711.35/6–3045: Telegram

The Ambassador in Argentina (Braden) to the Secretary of State

1387. Pursuant to his request I called on Vice President today. While courteous he was unusually serious, not gushing as in previous meetings. Most important points of hour and three-quarters’ conversation can be summarized as follows:

Perón began with confused dissertation regarding existing “dangerous movement and movements” which in reply to my request for clarification of what he meant, he said, “I will not tolerate activities of the economic interests, students, and all others who are trying to disturb situation internally and externally.
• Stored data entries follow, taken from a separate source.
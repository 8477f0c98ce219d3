//! Scoring engine — combines skill gap, experience, semantic similarity, the
//! enrichment bonus and mandatory-skill penalties into one bounded score.
//!
//! final = clamp(skill·0.4 + experience·0.2 + semantic·0.2 + bonus − penalty, 0, 100)
//!
//! The bonus and penalty sit outside the weighted fraction and the clamp runs
//! last, so either can push the raw sum past a bound before it is clamped.

use std::sync::Arc;

use serde::Serialize;
use tracing::debug;

use crate::screening::explanation::{generate_summary, interview_questions, matched_skills};
use crate::screening::signals::CandidateTokens;
use crate::screening::skill_gap::SkillGap;
use crate::screening::vocabulary::SkillVocabulary;

pub const SKILL_WEIGHT: f64 = 0.4;
pub const EXPERIENCE_WEIGHT: f64 = 0.2;
pub const SEMANTIC_WEIGHT: f64 = 0.2;

/// Points lost per missing vocabulary skill.
pub const SKILL_GAP_COST: f64 = 5.0;
/// Points earned per year of experience, capped at `MAX_SUB_SCORE`.
pub const POINTS_PER_YEAR: f64 = 10.0;
/// Flat deduction per missing mandatory skill.
pub const MANDATORY_PENALTY: f64 = 25.0;

pub const MAX_SUB_SCORE: f64 = 100.0;

/// Per-candidate sub-scores and the final clamped score.
#[derive(Debug, Clone, PartialEq, Serialize)]
pub struct CandidateScore {
    pub skill_score: f64,
    pub experience_score: f64,
    /// Similarity in [0, 1], rounded to 4 decimals.
    pub semantic_raw: f64,
    pub semantic_score: f64,
    pub enrichment_bonus: f64,
    pub mandatory_penalty: f64,
    pub final_score: f64,
}

/// Raw signals for one candidate.
#[derive(Debug, Clone, Copy)]
pub struct ScoreInputs<'a> {
    pub skill_gap: &'a SkillGap,
    pub years_exp: u32,
    pub semantic_raw: f64,
    pub enrichment_bonus: f64,
    pub mandatory_missing: usize,
}

/// A fully explained evaluation of one candidate.
#[derive(Debug, Clone)]
pub struct Evaluation {
    pub score: CandidateScore,
    pub missing_mandatory: Vec<String>,
    pub skill_gap: Vec<String>,
    pub interview_prep: Vec<String>,
    pub summary: String,
}

pub fn skill_score(gap_size: usize) -> f64 {
    (MAX_SUB_SCORE - gap_size as f64 * SKILL_GAP_COST).max(0.0)
}

pub fn experience_score(years_exp: u32) -> f64 {
    (f64::from(years_exp) * POINTS_PER_YEAR).min(MAX_SUB_SCORE)
}

pub fn semantic_score(semantic_raw: f64) -> f64 {
    semantic_raw * 100.0
}

pub fn mandatory_penalty(missing: usize) -> f64 {
    missing as f64 * MANDATORY_PENALTY
}

/// Mandatory skills the candidate's tokens do not contain, in input order.
pub fn missing_mandatory(mandatory: &[String], tokens: &CandidateTokens) -> Vec<String> {
    mandatory
        .iter()
        .filter(|skill| !tokens.contains_term(skill))
        .cloned()
        .collect()
}

/// Rounds `value` half away from zero to `places` decimals.
pub fn round_to(value: f64, places: i32) -> f64 {
    let factor = 10f64.powi(places);
    (value * factor).round() / factor
}

/// Clamps a similarity reported by a collaborator into [0, 1] and rounds it to 4 decimals.
pub fn normalize_similarity(raw: f64) -> f64 {
    if raw.is_finite() {
        round_to(raw.clamp(0.0, 1.0), 4)
    } else {
        0.0
    }
}

pub fn compute_score(inputs: &ScoreInputs<'_>) -> CandidateScore {
    let skill = skill_score(inputs.skill_gap.len());
    let experience = experience_score(inputs.years_exp);
    let semantic = semantic_score(inputs.semantic_raw);
    let penalty = mandatory_penalty(inputs.mandatory_missing);

    let weighted = skill * SKILL_WEIGHT + experience * EXPERIENCE_WEIGHT + semantic * SEMANTIC_WEIGHT;
    let raw_total = weighted + inputs.enrichment_bonus - penalty;
    let final_score = round_to(raw_total.clamp(0.0, MAX_SUB_SCORE), 2);

    CandidateScore {
        skill_score: skill,
        experience_score: experience,
        semantic_raw: inputs.semantic_raw,
        semantic_score: semantic,
        enrichment_bonus: inputs.enrichment_bonus,
        mandatory_penalty: penalty,
        final_score,
    }
}

/// Aggregation core. Read-only for the duration of a request.
#[derive(Debug, Clone)]
pub struct ScoringEngine {
    vocabulary: Arc<SkillVocabulary>,
}

impl ScoringEngine {
    pub fn new(vocabulary: Arc<SkillVocabulary>) -> Self {
        Self { vocabulary }
    }

    pub fn vocabulary(&self) -> &SkillVocabulary {
        &self.vocabulary
    }

    /// Scores a candidate and builds its explanation.
    pub fn evaluate(
        &self,
        tokens: &CandidateTokens,
        mandatory_skills: &[String],
        skill_gap: &SkillGap,
        years_exp: u32,
        semantic_raw: f64,
        enrichment_bonus: f64,
    ) -> Evaluation {
        let missing = missing_mandatory(mandatory_skills, tokens);
        let semantic_raw = normalize_similarity(semantic_raw);

        let score = compute_score(&ScoreInputs {
            skill_gap,
            years_exp,
            semantic_raw,
            enrichment_bonus,
            mandatory_missing: missing.len(),
        });

        debug!(
            skill = score.skill_score,
            experience = score.experience_score,
            semantic = score.semantic_score,
            bonus = score.enrichment_bonus,
            penalty = score.mandatory_penalty,
            final_score = score.final_score,
            "candidate scored"
        );

        let gaps = skill_gap.to_sorted_vec();
        let skills = matched_skills(&self.vocabulary, tokens);

        Evaluation {
            summary: generate_summary(semantic_raw, &skills, &gaps),
            interview_prep: interview_questions(&gaps),
            skill_gap: gaps,
            missing_mandatory: missing,
            score,
        }
    }
}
I have the Army with me to a man and more than 4,000,000 laborers who recognize me as their leader and sole benefactor. If these groups try anything we will fight in the streets and blood will flow.”

Observing that this was interesting I asked what did it have to do with us. Perón replied that the U.S. press and its correspondents here were “full participants in the movement and paid by the economic interests.” I emphatically repudiated any such thought insisting that aside from reporting factually neither our press nor the correspondents [Page 509] had anything to do with internal problems of this country. Perón ignoring my statement expanded further on this idea stating that, “the friendly relations resulting from the visit of the Warren Mission have deteriorated and may worsen. In fact anti-U.S. sentiment is now building up.” He went on to say that he had already prevented two labor unions from publishing an attack on us and said, “I could easily with Govt, funds put out a half dozen newspapers selling for 5 cents which would attack the U.S. Don’t forget that ‘Yankee imperialism’ and ‘sovereignty’ are still catch words which will rally all the people around us.” I expressed utter astonishment at this assertion; he said “of course I won’t do it.”

He vaguely tried to intimate that stories were current that I had directed recent attacks on Govt, by economic interests but in face of my rejoinder quickly abandoned this tangent and agreed that not even remotely had there been any intervention by me. Perón then violently attacked U.S. press representatives in Buenos Aires especially Cortesi calling them “liars and troublemakers making for bad relations with the U.S. as their despatches are telegraphed back here. So enraged are the people by these attacks that in their fanatical adoration for me they are entirely capable of murdering Cortesi or anyone who they think stands in my way. There is nothing I can do to restrain them.” So clear was his implication that I replied, “It does not matter whether I, Cortesi, or any other individual is murdered, the all-important thing is to stand on our principles.” He made no comment.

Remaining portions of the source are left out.